Best Buy could be sold soon to founder Richard Schulze. Best Buy might benefit from having a veteran CFO on its side of the table for negotiations. But investment banks are supposed to be better at this than CFOs are, and Best Buy very likely has an army of bankers.
Best Buy has two critical problems, as far as most outsiders, and probably insiders, are concerned. One is that Amazon.com Inc. (NASDAQ: AMZN) takes a large share of the consumer electronics business, even though it does not have the cost of stores. The other is that Best Buy almost certainly has too many locations. Its flattened revenue supports the argument that the least efficient stores are a drag on its margins. Store closings would make Best Buy smaller, but should increase profits considerably. It does not take a new CFO, no matter how skilled, to figure either of those things out. And it is beyond McCollam’s mandate as CFO to address them — unless CEO Hubert Joly has no power at all.

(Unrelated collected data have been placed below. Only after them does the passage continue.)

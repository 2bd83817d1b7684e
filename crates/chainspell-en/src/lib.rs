//! English spell checking over a chained dictionary table.
//!
//! - [`morphology`] -- Suffix and capitalization rules tried after an exact miss
//! - [`tokenizer`] -- Lazy extraction of words from free text
//! - [`handle`] -- [`SpellChecker`](handle::SpellChecker), which owns the
//!   table and the run counters

pub mod handle;
pub mod morphology;
pub mod tokenizer;
// chainspell-hash: Show where words land in the hash table.
//
// Reads words from stdin (one per line) and prints the hash value and slot
// of each. With a dictionary, also prints the length of the slot's chain
// and the word's position in it.
//
// Output format:
//   word<TAB>hash<TAB>slot
//   word<TAB>hash<TAB>slot<TAB>chain=N<TAB>pos=K   (pos=- when absent)
//
// Usage:
//   chainspell-hash [-d DICT_PATH]
//
// Options:
//   -d, --dict-path PATH   Dictionary file to place the words against
//   -h, --help             Print help

use std::io::{self, BufRead, Write};
use std::path::Path;

use chainspell_en::handle::CheckerOptions;
use chainspell_table::hash::{compress, hash_word};

fn main() {
    chainspell_cli::init_logging();

    let args: Vec<String> = std::env::args().skip(1).collect();
    let (dict_path, args) = chainspell_cli::parse_dict_path(&args);

    if chainspell_cli::wants_help(&args) {
        println!("chainspell-hash: Show hash values and slots of words from stdin.");
        println!();
        println!("Usage: chainspell-hash [-d DICT_PATH]");
        println!();
        println!("Prints: word<TAB>hash<TAB>slot");
        println!("With a dictionary also: <TAB>chain=N<TAB>pos=K");
        println!();
        println!("Options:");
        println!("  -d, --dict-path PATH   Dictionary file to place the words against");
        println!("  -h, --help             Print this help");
        return;
    }
    if let Some(arg) = args.first() {
        chainspell_cli::fatal(&format!("unexpected argument: {arg}"));
    }

    let checker = dict_path.map(|path| {
        chainspell_cli::load_checker(Path::new(&path), CheckerOptions::default())
            .unwrap_or_else(|e| chainspell_cli::fatal(&e.to_string()))
    });

    let stdin = io::stdin();
    let stdout = io::stdout();
    let mut out = io::BufWriter::new(stdout.lock());

    for line in stdin.lock().lines() {
        let line = match line {
            Ok(l) => l,
            Err(e) => {
                eprintln!("error reading stdin: {e}");
                break;
            }
        };
        let word = line.trim();
        if word.is_empty() {
            continue;
        }

        let hash = hash_word(word);
        let slot = compress(hash);
        match &checker {
            Some(checker) => {
                let table = checker.table();
                let pos = table
                    .chain(slot)
                    .position(|key| key == word)
                    .map_or_else(|| "-".to_string(), |p| p.to_string());
                let _ = writeln!(
                    out,
                    "{word}\t{hash}\t{slot}\tchain={}\tpos={pos}",
                    table.chain_len(slot)
                );
            }
            None => {
                let _ = writeln!(out, "{word}\t{hash}\t{slot}");
            }
        }
    }
}
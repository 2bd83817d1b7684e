//! Dictionary hash table engine.
//!
//! A fixed-capacity table of word keys with separate chaining, a
//! multiplicative/XOR string hash, golden-ratio compression into slot
//! indices, and probe counters for measuring hash quality.
//!
//! # Architecture
//!
//! - [`hash`] -- String hash and golden-ratio compression
//! - [`table`] -- Slot array, collision chains, insert/lookup and counters

pub mod hash;
pub mod table;

pub use table::{HashTable, Occupancy, TableStats};

/// Number of slots in the table. Prime, so compressed indices spread evenly.
pub const TABLE_SIZE: usize = 28669;

/// Something that answers exact-match word queries.
///
/// Lookups may update instrumentation counters, so implementations are free
/// to use interior mutability; the query itself never changes the contents.
pub trait Lexicon {
    /// Exact, case-sensitive membership test.
    fn lookup(&self, word: &str) -> bool;
}
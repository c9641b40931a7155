//! Configuration structures for Vellum.

use serde::{Deserialize, Serialize};

/// Default buffer pool capacity in pages.
pub const DEFAULT_POOL_PAGES: usize = 100;

/// Maximum buffer pool capacity in pages.
pub const MAX_POOL_PAGES: usize = 1000;

/// Storage configuration for a Vellum index.
#[derive(Debug, Clone, Serialize, Deserialize)]
pub struct StorageConfig {
    /// Buffer pool size in number of pages.
    pub buffer_pool_pages: usize,
    /// Enable fsync for durability.
    pub fsync_enabled: bool,
}

impl Default for StorageConfig {
    fn default() -> Self {
        Self {
            buffer_pool_pages: DEFAULT_POOL_PAGES,
            fsync_enabled: true,
        }
    }
}

impl StorageConfig {
    /// Returns the buffer pool capacity clamped to the supported range.
    ///
    /// Zero falls back to the default; anything above [`MAX_POOL_PAGES`]
    /// is capped there.
    pub fn clamped_pool_pages(&self) -> usize {
        if self.buffer_pool_pages == 0 {
            DEFAULT_POOL_PAGES
        } else {
            self.buffer_pool_pages.min(MAX_POOL_PAGES)
        }
    }
}
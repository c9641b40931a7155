//! Error types for Vellum.

use thiserror::Error;

/// Result type alias using VellumError.
pub type Result<T> = std::result::Result<T, VellumError>;

/// Errors that can occur in Vellum operations.
#[derive(Debug, Error)]
pub enum VellumError {
    // I/O errors
    #[error("I/O error: {0}")]
    Io(#[from] std::io::Error),

    // Metadata errors
    #[error("Corrupt metadata: {reason}")]
    CorruptMetadata { reason: String },

    // Allocation errors
    #[error("Page capacity exhausted: next page id {next_page_id} exceeds ceiling {ceiling}")]
    CapacityExhausted { next_page_id: i32, ceiling: i32 },

    // Page layout errors
    #[error("Page overflow: page {page_id} needs {required} bytes, page size is {page_size}")]
    PageOverflow {
        page_id: i32,
        required: usize,
        page_size: usize,
    },

    // Structural errors
    #[error("Invariant violation: {0}")]
    InvariantViolation(String),
}
use crate::config::types::{Config, CrawlerConfig, OutputConfig, UserAgentConfig};
use crate::ConfigError;

const MAX_CONCURRENCY: u32 = 64;
const MAX_TIMEOUT_SECS: u64 = 300;

/// Validates the entire configuration
pub fn validate(config: &Config) -> Result<(), ConfigError> {
    validate_crawler_config(&config.crawler)?;
    validate_user_agent_config(&config.user_agent)?;
    validate_output_config(&config.output)?;
    Ok(())
}

/// Validates crawler configuration
fn validate_crawler_config(config: &CrawlerConfig) -> Result<(), ConfigError> {
    if config.concurrency < 1 || config.concurrency > MAX_CONCURRENCY {
        return Err(ConfigError::Validation(format!(
            "concurrency must be between 1 and {}, got {}",
            MAX_CONCURRENCY, config.concurrency
        )));
    }

    validate_timeout("robots-timeout-secs", config.robots_timeout_secs)?;
    validate_timeout("sitemap-timeout-secs", config.sitemap_timeout_secs)?;
    validate_timeout("page-timeout-secs", config.page_timeout_secs)?;

    if config.max_sitemaps < 1 {
        return Err(ConfigError::Validation(format!(
            "max-sitemaps must be >= 1, got {}",
            config.max_sitemaps
        )));
    }

    Ok(())
}

fn validate_timeout(name: &str, secs: u64) -> Result<(), ConfigError> {
    if secs < 1 || secs > MAX_TIMEOUT_SECS {
        return Err(ConfigError::Validation(format!(
            "{} must be between 1 and {}, got {}",
            name, MAX_TIMEOUT_SECS, secs
        )));
    }
    Ok(())
}

/// Validates user agent configuration
///
/// The value goes straight into a header, so it must be visible ASCII
/// (spaces allowed).
fn validate_user_agent_config(config: &UserAgentConfig) -> Result<(), ConfigError> {
    if config.value.trim().is_empty() {
        return Err(ConfigError::Validation(
            "user-agent value cannot be empty".to_string(),
        ));
    }

    if !config
        .value
        .chars()
        .all(|c| c.is_ascii_graphic() || c == ' ')
    {
        return Err(ConfigError::Validation(format!(
            "user-agent value must be printable ASCII, got '{}'",
            config.value
        )));
    }

    Ok(())
}

/// Validates output configuration
fn validate_output_config(config: &OutputConfig) -> Result<(), ConfigError> {
    if config.csv_path.trim().is_empty() {
        return Err(ConfigError::Validation(
            "csv-path cannot be empty".to_string(),
        ));
    }

    Ok(())
}
//! Page records produced by metadata extraction
//!
//! A [`PageRecord`] is created once per crawled URL and never mutated
//! afterwards. Fields that could not be extracted are `None` and render as
//! the absent-marker `"N/A"`.

use std::fmt;

/// Sentinel rendered for fields that could not be extracted
pub const ABSENT_MARKER: &str = "N/A";

/// Outcome of fetching a single page
#[derive(Debug, Clone, PartialEq, Eq)]
pub enum PageStatus {
    /// HTTP 200 and the body was parsed
    Success,

    /// Any other HTTP status code
    HttpError(u16),

    /// Transport-level failure (timeout, DNS, connection, body read)
    ScraperError(String),

    /// The extraction task itself was lost before producing a result
    Failed,
}

impl PageStatus {
    pub fn is_success(&self) -> bool {
        matches!(self, Self::Success)
    }
}

impl fmt::Display for PageStatus {
    fn fmt(&self, f: &mut fmt::Formatter<'_>) -> fmt::Result {
        match self {
            Self::Success => write!(f, "Success"),
            Self::HttpError(code) => write!(f, "Error:{}", code),
            Self::ScraperError(detail) => write!(f, "scraper_error:{}", detail),
            Self::Failed => write!(f, "Failed"),
        }
    }
}

/// SEO metadata extracted from one page
#[derive(Debug, Clone, PartialEq, Eq)]
pub struct PageRecord {
    pub url: String,
    pub title: Option<String>,
    pub description: Option<String>,
    pub h1: Option<String>,
    pub status: PageStatus,
}

impl PageRecord {
    /// Creates a record with every content field absent
    pub fn without_content(url: impl Into<String>, status: PageStatus) -> Self {
        Self {
            url: url.into(),
            title: None,
            description: None,
            h1: None,
            status,
        }
    }

    pub fn title_or_marker(&self) -> &str {
        self.title.as_deref().unwrap_or(ABSENT_MARKER)
    }

    pub fn description_or_marker(&self) -> &str {
        self.description.as_deref().unwrap_or(ABSENT_MARKER)
    }

    pub fn h1_or_marker(&self) -> &str {
        self.h1.as_deref().unwrap_or(ABSENT_MARKER)
    }

    /// Cell values in export column order: URL, Title, Description, H1, Status
    pub fn cells(&self) -> [String; 5] {
        [
            self.url.clone(),
            self.title_or_marker().to_string(),
            self.description_or_marker().to_string(),
            self.h1_or_marker().to_string(),
            self.status.to_string(),
        ]
    }
}
use crate::filter::SearchTerms;
use crate::record::PageRecord;
use std::fmt;

/// Record field that can contain a search term
#[derive(Debug, Clone, Copy, PartialEq, Eq, Hash)]
pub enum Field {
    Url,
    Title,
    Description,
    H1,
}

impl Field {
    /// Fields consulted when deciding inclusion, in column order
    pub const SEARCHABLE: [Field; 4] = [Field::Url, Field::Title, Field::Description, Field::H1];

    pub fn name(&self) -> &'static str {
        match self {
            Self::Url => "URL",
            Self::Title => "Title",
            Self::Description => "Description",
            Self::H1 => "H1",
        }
    }

    /// Value of this field in a record, `None` when absent
    pub fn value<'a>(&self, record: &'a PageRecord) -> Option<&'a str> {
        match self {
            Self::Url => Some(record.url.as_str()),
            Self::Title => record.title.as_deref(),
            Self::Description => record.description.as_deref(),
            Self::H1 => record.h1.as_deref(),
        }
    }
}

impl fmt::Display for Field {
    fn fmt(&self, f: &mut fmt::Formatter<'_>) -> fmt::Result {
        write!(f, "{}", self.name())
    }
}

/// A single field/term hit
#[derive(Debug, Clone, PartialEq, Eq)]
pub struct FieldMatch {
    pub field: Field,
    pub term: String,
}

/// Result of filtering one record against the search terms
#[derive(Debug, Clone, Default, PartialEq, Eq)]
pub struct MatchOutcome {
    /// Every field/term pair that matched, in field order then term order
    pub hits: Vec<FieldMatch>,
}

impl MatchOutcome {
    pub fn is_match(&self) -> bool {
        !self.hits.is_empty()
    }

    /// Distinct fields that matched at least one term
    pub fn fields(&self) -> Vec<Field> {
        let mut fields: Vec<Field> = Vec::new();
        for hit in &self.hits {
            if !fields.contains(&hit.field) {
                fields.push(hit.field);
            }
        }
        fields
    }

    pub fn field_matched(&self, field: Field) -> bool {
        self.hits.iter().any(|hit| hit.field == field)
    }

    /// Terms that matched the given field
    pub fn terms_for(&self, field: Field) -> Vec<&str> {
        self.hits
            .iter()
            .filter(|hit| hit.field == field)
            .map(|hit| hit.term.as_str())
            .collect()
    }
}

/// Case-insensitive substring check
///
/// Empty text or an empty term never matches.
///
/// # Examples
///
/// ```
/// use seo_sieve::contains_term;
///
/// assert!(contains_term("AI Pricing", "ai"));
/// assert!(!contains_term("", "ai"));
/// ```
pub fn contains_term(text: &str, term: &str) -> bool {
    if text.is_empty() || term.is_empty() {
        return false;
    }
    text.to_lowercase().contains(&term.to_lowercase())
}

/// Decides whether a record is kept and which fields caused it
///
/// An empty term list keeps nothing. Otherwise the record is kept when any
/// term occurs in any of URL, Title, Description or H1; absent fields never
/// match.
pub fn matches(record: &PageRecord, terms: &SearchTerms) -> MatchOutcome {
    let mut outcome = MatchOutcome::default();
    if terms.is_empty() {
        return outcome;
    }

    for field in Field::SEARCHABLE {
        let Some(text) = field.value(record) else {
            continue;
        };
        for term in terms.iter() {
            if contains_term(text, term) {
                outcome.hits.push(FieldMatch {
                    field,
                    term: term.to_string(),
                });
            }
        }
    }

    outcome
}

/// Per-cell highlight flags in export column order
///
/// Covers URL, Title, Description, H1 and Status. The absent-marker never
/// highlights.
pub fn highlights(record: &PageRecord, terms: &SearchTerms) -> [bool; 5] {
    let status = record.status.to_string();
    let cells = [
        Some(record.url.as_str()),
        record.title.as_deref(),
        record.description.as_deref(),
        record.h1.as_deref(),
        Some(status.as_str()),
    ];

    cells.map(|cell| match cell {
        Some(text) => terms.iter().any(|term| contains_term(text, term)),
        None => false,
    })
}
//! Sitemap tree resolution
//!
//! Expands a sitemap (possibly an index of further sitemaps) into the
//! deduplicated list of page URLs it describes. Traversal is depth first in
//! document order, driven by an explicit worklist so arbitrarily deep or
//! cyclic trees cannot exhaust the call stack.

use crate::config::CrawlerConfig;
use crate::crawler::{fetch_url, parse_sitemap, FetchResult};
use crate::url::sitemap_key;
use reqwest::Client;
use std::collections::HashSet;
use std::time::Duration;

/// Insertion-ordered set of page URLs
#[derive(Debug, Clone, Default, PartialEq, Eq)]
pub struct UrlSet {
    urls: Vec<String>,
    seen: HashSet<String>,
}

impl UrlSet {
    pub fn new() -> Self {
        Self::default()
    }

    /// Adds a URL, returning false if it was already present
    pub fn insert(&mut self, url: impl Into<String>) -> bool {
        let url = url.into();
        if self.seen.contains(&url) {
            return false;
        }
        self.seen.insert(url.clone());
        self.urls.push(url);
        true
    }

    pub fn contains(&self, url: &str) -> bool {
        self.seen.contains(url)
    }

    pub fn len(&self) -> usize {
        self.urls.len()
    }

    pub fn is_empty(&self) -> bool {
        self.urls.is_empty()
    }

    pub fn iter(&self) -> impl Iterator<Item = &String> {
        self.urls.iter()
    }

    pub fn as_slice(&self) -> &[String] {
        &self.urls
    }

    pub fn into_vec(self) -> Vec<String> {
        self.urls
    }
}

/// Counters describing one resolution
#[derive(Debug, Clone, Copy, Default, PartialEq, Eq)]
pub struct ResolveStats {
    /// Sitemap documents fetched with HTTP 200
    pub fetched: u32,

    /// Sitemap documents that failed (non-200 or network error)
    pub failed: u32,

    /// Sitemap references skipped because they were already visited
    pub skipped_duplicates: u32,

    /// Sitemap references skipped because the document cap was reached
    pub skipped_over_limit: u32,
}

/// Outcome of resolving a sitemap tree
#[derive(Debug, Clone, Default)]
pub struct Resolution {
    pub urls: UrlSet,
    pub stats: ResolveStats,
}

/// Fetches and expands sitemap trees
#[derive(Debug, Clone)]
pub struct SitemapResolver {
    client: Client,
    timeout: Duration,
    max_sitemaps: u32,
}

impl SitemapResolver {
    pub fn new(client: Client, config: &CrawlerConfig) -> Self {
        Self {
            client,
            timeout: config.sitemap_timeout(),
            max_sitemaps: config.max_sitemaps,
        }
    }

    /// Resolves a sitemap URL into every page URL reachable from it
    ///
    /// Failing branches contribute nothing and never abort their siblings.
    /// The result may be empty; deciding whether that is fatal is up to the
    /// caller.
    pub async fn resolve(&self, sitemap_url: &str) -> Resolution {
        let mut resolution = Resolution::default();
        let mut visited: HashSet<String> = HashSet::new();
        let mut worklist: Vec<String> = vec![sitemap_url.to_string()];

        while let Some(current) = worklist.pop() {
            if !visited.insert(sitemap_key(&current)) {
                tracing::debug!("Sitemap already visited: {}", current);
                resolution.stats.skipped_duplicates += 1;
                continue;
            }

            let attempted = resolution.stats.fetched + resolution.stats.failed;
            if attempted >= self.max_sitemaps {
                tracing::warn!(
                    "Sitemap limit of {} reached, skipping {}",
                    self.max_sitemaps,
                    current
                );
                resolution.stats.skipped_over_limit += 1;
                continue;
            }

            let body = match fetch_url(&self.client, &current, self.timeout).await {
                FetchResult::Success { body, .. } => body,
                FetchResult::HttpError { status_code } => {
                    tracing::warn!("Sitemap {} returned HTTP {}", current, status_code);
                    resolution.stats.failed += 1;
                    continue;
                }
                FetchResult::NetworkError { error } => {
                    tracing::warn!("Error fetching sitemap {}: {}", current, error);
                    resolution.stats.failed += 1;
                    continue;
                }
            };
            resolution.stats.fetched += 1;

            let node = parse_sitemap(&body);
            tracing::debug!(
                "Sitemap {} ({:?}): {} child sitemaps, {} urls",
                current,
                node.kind(),
                node.sitemaps.len(),
                node.urls.len()
            );

            for url in node.urls {
                resolution.urls.insert(url);
            }

            // Reversed so the first child is expanded next
            worklist.extend(node.sitemaps.into_iter().rev());
        }

        tracing::info!(
            "Resolved {} unique URLs from {} sitemap(s)",
            resolution.urls.len(),
            resolution.stats.fetched
        );
        resolution
    }
}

Public relations executives usually bend the rules of what is reasonable to say about the future effects of their new executives. The press announcement of the McCollam appointment includes this note:
As the Chief Administrative and Chief Financial Officer, McCollam will influence and shape all aspects of Best Buy’s operations and transformation strategy. In addition to her proven financial leadership, McCollam also brings broad retail and multi-channel operational expertise that will be highly relevant to Best Buy’s transformation.
If that transformation is not well underway, and if it has not shown some initial success, Best Buy’s situation worsens by the hour. A new CFO will not help that.